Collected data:
# # #

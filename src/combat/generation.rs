//! Enemy stat rolls.
//!
//! Stats are `base × area multiplier × factor`, where the factor is the
//! individual variation for normal enemies (times the abnormal tier for HP)
//! and the boss multiplier for bosses. Every stat is floored to at least 1.

use num_bigint::BigInt;
use rand::Rng;
use tracing::debug;

use super::types::Enemy;
use crate::core::constants::{
    ABNORMAL_TIERS, ABNORMAL_TIER_WEIGHTS, ENEMY_BASE_ATK, ENEMY_BASE_EXP, ENEMY_BASE_GOLD,
    ENEMY_BASE_HP, FALLBACK_MONSTER_NAME,
};
use crate::core::numbers::scale_min1;
use crate::element::{roll_element, Element};
use crate::rules::GameRules;
use crate::zones::{boss_for_area, monsters_for_area, AreaConfig};

/// Draws a variation in `[min, max]` skewed toward `min` (`min + spread·r²`).
pub fn roll_individual_variation(area: &AreaConfig, rng: &mut impl Rng) -> f64 {
    let r: f64 = rng.gen();
    area.individual_variation.min + area.individual_variation.spread() * r * r
}

/// Rolls for a rare spawn, returning its HP tier.
pub fn roll_abnormal(area: &AreaConfig, rng: &mut impl Rng) -> Option<u32> {
    if rng.gen::<f64>() >= area.abnormal_rate {
        return None;
    }

    let total: u32 = ABNORMAL_TIER_WEIGHTS.iter().sum();
    let mut roll = rng.gen_range(0..total);
    for (tier, weight) in ABNORMAL_TIERS.iter().zip(ABNORMAL_TIER_WEIGHTS.iter()) {
        if roll < *weight {
            return Some(*tier);
        }
        roll -= weight;
    }
    Some(ABNORMAL_TIERS[0])
}

struct StatFactors {
    hp: f64,
    atk: f64,
    reward: f64,
}

fn build_enemy(
    name: String,
    element: Element,
    factors: StatFactors,
    abnormal_tier: Option<u32>,
    is_boss: bool,
) -> Enemy {
    let hp = scale_min1(&BigInt::from(ENEMY_BASE_HP), factors.hp);
    Enemy {
        name,
        element,
        max_hp: hp.clone(),
        hp,
        atk: scale_min1(&BigInt::from(ENEMY_BASE_ATK), factors.atk),
        exp_reward: scale_min1(&BigInt::from(ENEMY_BASE_EXP), factors.reward),
        gold_reward: scale_min1(&BigInt::from(ENEMY_BASE_GOLD), factors.reward),
        abnormal_tier,
        is_boss,
    }
}

/// Generates a normal encounter for `area_id`.
///
/// With a preset element the name is drawn from same-element monsters when
/// any exist; otherwise a random catalog monster brings its own element. An
/// empty catalog yields a generic monster.
pub fn generate_enemy(
    rules: &GameRules,
    area_id: u32,
    preset_element: Option<Element>,
    rng: &mut impl Rng,
) -> Enemy {
    let area = rules.area(area_id);
    let candidates = monsters_for_area(&rules.monsters, area_id);

    let (name, element) = match preset_element {
        Some(element) => {
            let same: Vec<_> = candidates.iter().filter(|m| m.element == element).collect();
            let name = if !same.is_empty() {
                same[rng.gen_range(0..same.len())].name.clone()
            } else if !candidates.is_empty() {
                candidates[rng.gen_range(0..candidates.len())].name.clone()
            } else {
                FALLBACK_MONSTER_NAME.to_string()
            };
            (name, element)
        }
        None if !candidates.is_empty() => {
            let picked = candidates[rng.gen_range(0..candidates.len())];
            (picked.name.clone(), picked.element)
        }
        None => (
            FALLBACK_MONSTER_NAME.to_string(),
            roll_element(&area.element_distribution.as_array(), rng),
        ),
    };

    let variation = roll_individual_variation(&area, rng);
    let abnormal_tier = roll_abnormal(&area, rng);
    let tier_factor = abnormal_tier.map_or(1.0, f64::from);

    if let Some(tier) = abnormal_tier {
        debug!(area = area_id, %name, tier, "abnormal enemy spawned");
    }

    build_enemy(
        name,
        element,
        StatFactors {
            hp: area.hp_multiplier * variation * tier_factor,
            atk: area.atk_multiplier * variation,
            reward: area.reward_multiplier * variation,
        },
        abnormal_tier,
        false,
    )
}

/// Generates the boss of `area_id`. Bosses never vary and are never abnormal.
pub fn generate_boss(
    rules: &GameRules,
    area_id: u32,
    preset_element: Option<Element>,
    rng: &mut impl Rng,
) -> Enemy {
    let area = rules.area(area_id);
    let entry = boss_for_area(&rules.monsters, area_id);

    let name = entry
        .map(|b| b.name.clone())
        .unwrap_or_else(|| format!("Guardian of {}", area.name));
    let element = preset_element
        .or_else(|| entry.map(|b| b.element))
        .unwrap_or_else(|| roll_element(&area.element_distribution.as_array(), rng));

    build_enemy(
        name,
        element,
        StatFactors {
            hp: area.hp_multiplier * area.boss_multiplier,
            atk: area.atk_multiplier * area.boss_multiplier,
            reward: area.reward_multiplier * area.boss_multiplier,
        },
        None,
        true,
    )
}

#[cfg(test)]
mod tests {
    use super::*;
    use rand::SeedableRng;
    use rand_chacha::ChaCha8Rng;

    fn create_test_rng() -> ChaCha8Rng {
        ChaCha8Rng::seed_from_u64(42)
    }

    #[test]
    fn test_variation_stays_in_range() {
        let rules = GameRules::standard();
        let mut rng = create_test_rng();
        for area in &rules.areas {
            for _ in 0..200 {
                let v = roll_individual_variation(area, &mut rng);
                assert!(v >= area.individual_variation.min);
                assert!(v <= area.individual_variation.max);
            }
        }
    }

    #[test]
    fn test_variation_skews_low() {
        let rules = GameRules::standard();
        let area = &rules.areas[7];
        let mut rng = create_test_rng();
        let n = 5_000;
        let mean: f64 = (0..n)
            .map(|_| roll_individual_variation(area, &mut rng))
            .sum::<f64>()
            / n as f64;
        let midpoint = (area.individual_variation.min + area.individual_variation.max) / 2.0;
        assert!(mean < midpoint);
    }

    #[test]
    fn test_abnormal_never_rolls_at_zero_rate() {
        let mut area = AreaConfig::neutral(1);
        area.abnormal_rate = 0.0;
        let mut rng = create_test_rng();
        for _ in 0..1_000 {
            assert_eq!(roll_abnormal(&area, &mut rng), None);
        }
    }

    #[test]
    fn test_abnormal_always_rolls_a_known_tier_at_full_rate() {
        let mut area = AreaConfig::neutral(1);
        area.abnormal_rate = 1.0;
        let mut rng = create_test_rng();
        let mut seen = [false; 4];
        for _ in 0..1_000 {
            let tier = roll_abnormal(&area, &mut rng).unwrap();
            let idx = ABNORMAL_TIERS.iter().position(|t| *t == tier).unwrap();
            seen[idx] = true;
        }
        assert!(seen.iter().all(|s| *s));
    }

    #[test]
    fn test_enemy_starts_at_full_hp() {
        let rules = GameRules::standard();
        let mut rng = create_test_rng();
        for area_id in 1..=8 {
            let enemy = generate_enemy(&rules, area_id, None, &mut rng);
            assert_eq!(enemy.hp, enemy.max_hp);
            assert!(enemy.atk >= BigInt::from(1));
            assert!(enemy.gold_reward >= BigInt::from(1));
            assert!(!enemy.is_boss);
        }
    }

    #[test]
    fn test_preset_element_is_respected() {
        let rules = GameRules::standard();
        let mut rng = create_test_rng();
        for _ in 0..50 {
            let enemy = generate_enemy(&rules, 1, Some(Element::Thunder), &mut rng);
            assert_eq!(enemy.element, Element::Thunder);
            assert_eq!(enemy.name, "Shard Crow");
        }
    }

    #[test]
    fn test_area_one_stats_within_bounds() {
        let mut rules = GameRules::standard();
        rules.areas[0].abnormal_rate = 0.0;
        let mut rng = create_test_rng();
        for _ in 0..200 {
            let enemy = generate_enemy(&rules, 1, None, &mut rng);
            // 30 × [0.85, 1.15]
            assert!(enemy.max_hp >= BigInt::from(25) && enemy.max_hp <= BigInt::from(34));
            assert!(enemy.abnormal_tier.is_none());
        }
    }

    #[test]
    fn test_abnormal_enemy_multiplies_hp_only() {
        let mut rules = GameRules::standard();
        rules.areas[0].abnormal_rate = 1.0;
        rules.areas[0].individual_variation.min = 1.0;
        rules.areas[0].individual_variation.max = 1.0;
        let mut rng = create_test_rng();
        let enemy = generate_enemy(&rules, 1, None, &mut rng);
        let tier = enemy.abnormal_tier.unwrap();
        assert!(enemy.is_abnormal());
        assert_eq!(enemy.max_hp, BigInt::from(30 * tier));
        assert_eq!(enemy.atk, BigInt::from(5));
        assert_eq!(enemy.exp_reward, BigInt::from(16));
    }

    #[test]
    fn test_empty_catalog_falls_back() {
        let rules = GameRules {
            monsters: Vec::new(),
            ..GameRules::standard()
        };
        let mut rng = create_test_rng();
        let enemy = generate_enemy(&rules, 3, None, &mut rng);
        assert_eq!(enemy.name, FALLBACK_MONSTER_NAME);
        let boss = generate_boss(&rules, 3, None, &mut rng);
        assert_eq!(boss.name, "Guardian of Cavern");
    }

    #[test]
    fn test_boss_uses_boss_multiplier() {
        let rules = GameRules::standard();
        let mut rng = create_test_rng();
        let boss = generate_boss(&rules, 1, None, &mut rng);
        assert_eq!(boss.name, "Graze Beast");
        assert_eq!(boss.element, Element::Earth);
        assert_eq!(boss.max_hp, BigInt::from(60));
        assert_eq!(boss.atk, BigInt::from(10));
        assert!(boss.is_boss);
        assert!(!boss.is_abnormal());
    }

    #[test]
    fn test_boss_preset_element_overrides_catalog() {
        let rules = GameRules::standard();
        let mut rng = create_test_rng();
        let boss = generate_boss(&rules, 1, Some(Element::Water), &mut rng);
        assert_eq!(boss.element, Element::Water);
        assert_eq!(boss.name, "Graze Beast");
    }
}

# # #

Work instruction:
The lines to retype run from the start of the entries through the line containing "its HP tier."; reproduce them exactly and add nothing.

Response area:
filename src/combat/generation.rs
//! Enemy stat rolls.
//!
//! Stats are `base × area multiplier × factor`, where the factor is the
//! individual variation for normal enemies (times the abnormal tier for HP)
//! and the boss multiplier for bosses. Every stat is floored to at least 1.

use num_bigint::BigInt;
use rand::Rng;
use tracing::debug;

use super::types::Enemy;
use crate::core::constants::{
    ABNORMAL_TIERS, ABNORMAL_TIER_WEIGHTS, ENEMY_BASE_ATK, ENEMY_BASE_EXP, ENEMY_BASE_GOLD,
    ENEMY_BASE_HP, FALLBACK_MONSTER_NAME,
};
use crate::core::numbers::scale_min1;
use crate::element::{roll_element, Element};
use crate::rules::GameRules;
use crate::zones::{boss_for_area, monsters_for_area, AreaConfig};

/// Draws a variation in `[min, max]` skewed toward `min` (`min + spread·r²`).
pub fn roll_individual_variation(area: &AreaConfig, rng: &mut impl Rng) -> f64 {
    let r: f64 = rng.gen();
    area.individual_variation.min + area.individual_variation.spread() * r * r
}

/// Rolls for a rare spawn, returning its HP tier.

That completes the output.